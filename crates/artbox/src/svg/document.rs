//! Arena-backed markup tree
//!
//! Nodes live in a single `Vec` and are addressed by [`NodeId`] handles.
//! Every node records its parent handle and its ordered child handles, so
//! removing a node only touches its parent's child list. Removed handles stay
//! allocated but report `false` from [`Document::is_alive`].
//!
//! Attribute values are kept exactly as written in the source, with entity
//! references unexpanded. Non-element content (text, comments, declarations,
//! processing instructions, doctype, CDATA) is kept as the original
//! `quick-xml` event and written back untouched.

use std::borrow::Cow;

use quick_xml::events::attributes::Attribute;
use quick_xml::events::{BytesEnd, BytesStart, Event};
use quick_xml::name::QName;
use quick_xml::{Reader, Writer};
use tracing::{debug, span, trace, Level};

use crate::core::ArtboxError;

/// Stable handle to a node in a [`Document`]
#[derive(Debug, Clone, Copy, PartialEq, Eq, Hash, PartialOrd, Ord)]
pub struct NodeId(usize);

impl NodeId {
    pub fn index(&self) -> usize {
        self.0
    }
}

/// An element: tag name plus ordered attributes
#[derive(Debug, Clone, PartialEq, Eq)]
pub struct Element {
    name: String,
    attributes: Vec<(String, String)>,
    self_closing: bool,
}

impl Element {
    pub fn new(name: impl Into<String>) -> Self {
        Self {
            name: name.into(),
            attributes: Vec::new(),
            self_closing: true,
        }
    }

    /// Builder-style attribute setter
    pub fn with_attribute(mut self, name: impl Into<String>, value: impl Into<String>) -> Self {
        self.set_attribute(name, value);
        self
    }

    pub fn name(&self) -> &str {
        &self.name
    }

    pub fn attribute(&self, name: &str) -> Option<&str> {
        self.attributes
            .iter()
            .find(|(key, _)| key == name)
            .map(|(_, value)| value.as_str())
    }

    /// Set an attribute, replacing the value in place if it already exists
    pub fn set_attribute(&mut self, name: impl Into<String>, value: impl Into<String>) {
        let name = name.into();
        let value = value.into();
        match self.attributes.iter_mut().find(|(key, _)| *key == name) {
            Some(slot) => slot.1 = value,
            None => self.attributes.push((name, value)),
        }
    }

    pub fn attributes(&self) -> impl Iterator<Item = (&str, &str)> {
        self.attributes
            .iter()
            .map(|(key, value)| (key.as_str(), value.as_str()))
    }

    /// Non-empty `id` attribute
    pub fn id(&self) -> Option<&str> {
        self.attribute("id").filter(|id| !id.is_empty())
    }
}

/// Payload of a node
#[derive(Debug, Clone)]
pub enum NodeKind {
    Element(Element),
    /// Any other markup, written back verbatim
    Other(Event<'static>),
}

#[derive(Debug, Clone)]
struct NodeData {
    kind: NodeKind,
    parent: Option<NodeId>,
    children: Vec<NodeId>,
    alive: bool,
}

/// A parsed markup document with one or more top-level nodes
#[derive(Debug, Clone, Default)]
pub struct Document {
    nodes: Vec<NodeData>,
    roots: Vec<NodeId>,
}

impl Document {
    /// Create an empty document
    pub fn new() -> Self {
        Self::default()
    }

    /// Parse markup into a document
    pub fn parse(markup: &str) -> Result<Self, ArtboxError> {
        let parse_span = span!(Level::DEBUG, "parse_markup", input_len = markup.len());
        let _enter = parse_span.enter();

        let mut reader = Reader::from_str(markup);
        let mut document = Document::new();
        let mut open: Vec<NodeId> = Vec::new();

        loop {
            let parent = open.last().copied();
            match reader.read_event() {
                Ok(Event::Start(start)) => {
                    let element = element_from_start(&start, false, reader.buffer_position() as u64)?;
                    let id = document.append(parent, NodeKind::Element(element));
                    open.push(id);
                }
                Ok(Event::Empty(start)) => {
                    let element = element_from_start(&start, true, reader.buffer_position() as u64)?;
                    document.append(parent, NodeKind::Element(element));
                }
                Ok(Event::End(_)) => {
                    open.pop();
                }
                Ok(Event::Eof) => break,
                Ok(other) => {
                    document.append(parent, NodeKind::Other(other.into_owned()));
                }
                Err(err) => {
                    return Err(ArtboxError::markup(
                        err.to_string(),
                        reader.error_position() as u64,
                    ))
                }
            }
        }

        if let Some(unclosed) = open.last() {
            let name = document
                .element(*unclosed)
                .map(|e| e.name().to_string())
                .unwrap_or_default();
            return Err(ArtboxError::markup(
                format!("unclosed element <{}>", name),
                reader.buffer_position() as u64,
            ));
        }

        debug!(node_count = document.nodes.len(), "Parsed markup");
        Ok(document)
    }

    /// Serialize the live nodes back to markup
    pub fn to_markup(&self) -> Result<String, ArtboxError> {
        let mut writer = Writer::new(Vec::new());
        for root in &self.roots {
            self.write_node(&mut writer, *root)?;
        }
        String::from_utf8(writer.into_inner())
            .map_err(|err| ArtboxError::markup(err.to_string(), 0))
    }

    fn write_node(&self, writer: &mut Writer<Vec<u8>>, id: NodeId) -> Result<(), ArtboxError> {
        let node = &self.nodes[id.0];
        match &node.kind {
            NodeKind::Other(event) => writer.write_event(event.borrow())?,
            NodeKind::Element(element) => {
                let mut start = BytesStart::new(element.name.as_str());
                for (key, value) in &element.attributes {
                    let value = if value.contains('"') {
                        Cow::Owned(value.replace('"', "&quot;"))
                    } else {
                        Cow::Borrowed(value.as_str())
                    };
                    // Values are already escaped; push them as raw bytes.
                    start.push_attribute(Attribute {
                        key: QName(key.as_bytes()),
                        value: match value {
                            Cow::Borrowed(v) => Cow::Borrowed(v.as_bytes()),
                            Cow::Owned(v) => Cow::Owned(v.into_bytes()),
                        },
                    });
                }

                if node.children.is_empty() && element.self_closing {
                    writer.write_event(Event::Empty(start))?;
                } else {
                    writer.write_event(Event::Start(start))?;
                    for child in &node.children {
                        self.write_node(writer, *child)?;
                    }
                    writer.write_event(Event::End(BytesEnd::new(element.name.as_str())))?;
                }
            }
        }
        Ok(())
    }

    /// Append a node under `parent`, or as a new top-level node when `None`
    pub fn append(&mut self, parent: Option<NodeId>, kind: NodeKind) -> NodeId {
        let id = NodeId(self.nodes.len());
        self.nodes.push(NodeData {
            kind,
            parent,
            children: Vec::new(),
            alive: true,
        });
        match parent {
            Some(parent) => self.nodes[parent.0].children.push(id),
            None => self.roots.push(id),
        }
        id
    }

    /// Append an element under `parent`
    pub fn append_element(&mut self, parent: Option<NodeId>, element: Element) -> NodeId {
        let id = self.append(parent, NodeKind::Element(element));
        if let Some(parent) = parent {
            if let NodeKind::Element(p) = &mut self.nodes[parent.0].kind {
                p.self_closing = false;
            }
        }
        id
    }

    /// Detach `id` from its parent and invalidate it and its subtree
    pub fn remove(&mut self, id: NodeId) {
        if !self.is_alive(id) {
            return;
        }
        match self.nodes[id.0].parent.take() {
            Some(parent) => self.nodes[parent.0].children.retain(|child| *child != id),
            None => self.roots.retain(|root| *root != id),
        }
        for dead in self.descendants(id) {
            self.nodes[dead.0].alive = false;
        }
        trace!(node = id.0, "Removed node");
    }

    pub fn is_alive(&self, id: NodeId) -> bool {
        self.nodes.get(id.0).is_some_and(|node| node.alive)
    }

    /// Top-level nodes in document order
    pub fn roots(&self) -> &[NodeId] {
        &self.roots
    }

    pub fn parent(&self, id: NodeId) -> Option<NodeId> {
        self.nodes.get(id.0).and_then(|node| node.parent)
    }

    pub fn children(&self, id: NodeId) -> &[NodeId] {
        self.nodes
            .get(id.0)
            .map(|node| node.children.as_slice())
            .unwrap_or(&[])
    }

    pub fn kind(&self, id: NodeId) -> Option<&NodeKind> {
        self.nodes.get(id.0).map(|node| &node.kind)
    }

    pub fn element(&self, id: NodeId) -> Option<&Element> {
        match self.kind(id) {
            Some(NodeKind::Element(element)) => Some(element),
            _ => None,
        }
    }

    pub fn element_mut(&mut self, id: NodeId) -> Option<&mut Element> {
        match self.nodes.get_mut(id.0).map(|node| &mut node.kind) {
            Some(NodeKind::Element(element)) => Some(element),
            _ => None,
        }
    }

    /// Tag name of an element node
    pub fn tag_name(&self, id: NodeId) -> Option<&str> {
        self.element(id).map(Element::name)
    }

    pub fn attribute(&self, id: NodeId, name: &str) -> Option<&str> {
        self.element(id).and_then(|element| element.attribute(name))
    }

    /// Direct element children with the given tag name
    pub fn child_elements_named<'a>(
        &'a self,
        id: NodeId,
        name: &'a str,
    ) -> impl Iterator<Item = NodeId> + 'a {
        self.children(id)
            .iter()
            .copied()
            .filter(move |child| self.tag_name(*child) == Some(name))
    }

    /// `id` and everything below it, pre-order
    pub fn descendants(&self, id: NodeId) -> Vec<NodeId> {
        let mut out = Vec::new();
        let mut stack = vec![id];
        while let Some(next) = stack.pop() {
            out.push(next);
            stack.extend(self.children(next).iter().rev().copied());
        }
        out
    }

    /// Every live node, children before their parent
    pub fn post_order(&self) -> Vec<NodeId> {
        fn visit(doc: &Document, id: NodeId, out: &mut Vec<NodeId>) {
            for child in doc.children(id) {
                visit(doc, *child, out);
            }
            out.push(id);
        }

        let mut out = Vec::new();
        for root in &self.roots {
            visit(self, *root, &mut out);
        }
        out
    }

    /// Every live element with the given tag name, document order
    pub fn elements_named(&self, name: &str) -> Vec<NodeId> {
        self.roots
            .iter()
            .flat_map(|root| self.descendants(*root))
            .filter(|id| self.tag_name(*id) == Some(name))
            .collect()
    }

    /// Number of live element nodes
    pub fn element_count(&self) -> usize {
        self.nodes
            .iter()
            .filter(|node| node.alive && matches!(node.kind, NodeKind::Element(_)))
            .count()
    }
}

fn element_from_start(
    start: &BytesStart<'_>,
    self_closing: bool,
    position: u64,
) -> Result<Element, ArtboxError> {
    let mut element = Element::new(String::from_utf8_lossy(start.name().as_ref()).into_owned());
    element.self_closing = self_closing;
    for attribute in start.attributes() {
        let attribute =
            attribute.map_err(|err| ArtboxError::markup(err.to_string(), position))?;
        element.attributes.push((
            String::from_utf8_lossy(attribute.key.as_ref()).into_owned(),
            String::from_utf8_lossy(&attribute.value).into_owned(),
        ));
    }
    Ok(element)
}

....................

* AIM OF THE TASK: Across the records above, how many lines does the word "next" appear on? Reply with the number only.

* TASK RESPONSE: 3